Items from a data source
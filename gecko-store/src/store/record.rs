//! 报文记录的存储格式
//!
//! ```text
//! +--------+---------+------------------------------+
//! | "GKPS" | version | mqtt 报文（固定头 + 剩余部分） |
//! +--------+---------+------------------------------+
//! ```
//!
//! mqtt 固定头本身就携带了报文类型和剩余长度，解码时先读固定头，
//! 再按类型分发到对应的报文解码，不需要预先知道报文类型

use bytes::{Buf, BufMut, BytesMut};

use crate::packet::{self, Packet};

const MAGIC: &[u8; 4] = b"GKPS";
const VERSION: u8 = 1;
const HEADER_LEN: usize = MAGIC.len() + 1;

#[derive(Debug, thiserror::Error)]
pub enum Error {
    #[error("Bad record magic")]
    BadMagic,
    #[error("Unsupported record version: {0}")]
    UnsupportedVersion(u8),
    #[error("Record truncated, at least {0} more bytes required")]
    Truncated(usize),
    #[error("{0} trailing bytes after packet")]
    TrailingBytes(usize),
    #[error("Packet error: {0}")]
    Packet(#[from] packet::Error),
}

pub fn encode(packet: &Packet) -> Result<BytesMut, packet::Error> {
    let mut record = BytesMut::with_capacity(HEADER_LEN + 16);
    record.put_slice(MAGIC);
    record.put_u8(VERSION);
    packet.write(&mut record)?;
    Ok(record)
}

pub fn decode(mut record: BytesMut) -> Result<Packet, Error> {
    if record.len() < HEADER_LEN {
        if !MAGIC.starts_with(&record[..record.len().min(MAGIC.len())]) {
            return Err(Error::BadMagic);
        }
        return Err(Error::Truncated(HEADER_LEN - record.len()));
    }
    if &record[..MAGIC.len()] != MAGIC {
        return Err(Error::BadMagic);
    }
    let version = record[MAGIC.len()];
    if version != VERSION {
        return Err(Error::UnsupportedVersion(version));
    }
    record.advance(HEADER_LEN);

    let packet = match Packet::read(&mut record) {
        Ok(packet) => packet,
        Err(packet::Error::InsufficientBytes(n)) => return Err(Error::Truncated(n)),
        Err(e) => return Err(Error::Packet(e)),
    };

    // 一条记录只能包含一个报文
    if !record.is_empty() {
        return Err(Error::TrailingBytes(record.len()));
    }

    Ok(packet)
}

### Exercise brief
The answer must be a word-for-word reproduction of every record above.

### Solution for this problem
filename gecko-store/src/store/record.rs
//! 报文记录的存储格式
//!
//! ```text
//! +--------+---------+------------------------------+
//! | "GKPS" | version | mqtt 报文（固定头 + 剩余部分） |
//! +--------+---------+------------------------------+
//! ```
//!
//! mqtt 固定头本身就携带了报文类型和剩余长度，解码时先读固定头，
//! 再按类型分发到对应的报文解码，不需要预先知道报文类型

use bytes::{Buf, BufMut, BytesMut};

use crate::packet::{self, Packet};

const MAGIC: &[u8; 4] = b"GKPS";
const VERSION: u8 = 1;
const HEADER_LEN: usize = MAGIC.len() + 1;

#[derive(Debug, thiserror::Error)]
pub enum Error {
    #[error("Bad record magic")]
    BadMagic,
    #[error("Unsupported record version: {0}")]
    UnsupportedVersion(u8),
    #[error("Record truncated, at least {0} more bytes required")]
    Truncated(usize),
    #[error("{0} trailing bytes after packet")]
    TrailingBytes(usize),
    #[error("Packet error: {0}")]
    Packet(#[from] packet::Error),
}

pub fn encode(packet: &Packet) -> Result<BytesMut, packet::Error> {
    let mut record = BytesMut::with_capacity(HEADER_LEN + 16);
    record.put_slice(MAGIC);
    record.put_u8(VERSION);
    packet.write(&mut record)?;
    Ok(record)
}

pub fn decode(mut record: BytesMut) -> Result<Packet, Error> {
    if record.len() < HEADER_LEN {
        if !MAGIC.starts_with(&record[..record.len().min(MAGIC.len())]) {
            return Err(Error::BadMagic);
        }
        return Err(Error::Truncated(HEADER_LEN - record.len()));
    }
    if &record[..MAGIC.len()] != MAGIC {
        return Err(Error::BadMagic);
    }
    let version = record[MAGIC.len()];
    if version != VERSION {
        return Err(Error::UnsupportedVersion(version));
    }
    record.advance(HEADER_LEN);

    let packet = match Packet::read(&mut record) {
        Ok(packet) => packet,
        Err(packet::Error::InsufficientBytes(n)) => return Err(Error::Truncated(n)),
        Err(e) => return Err(Error::Packet(e)),
    };

    // 一条记录只能包含一个报文
    if !record.is_empty() {
        return Err(Error::TrailingBytes(record.len()));
    }

    Ok(packet)
}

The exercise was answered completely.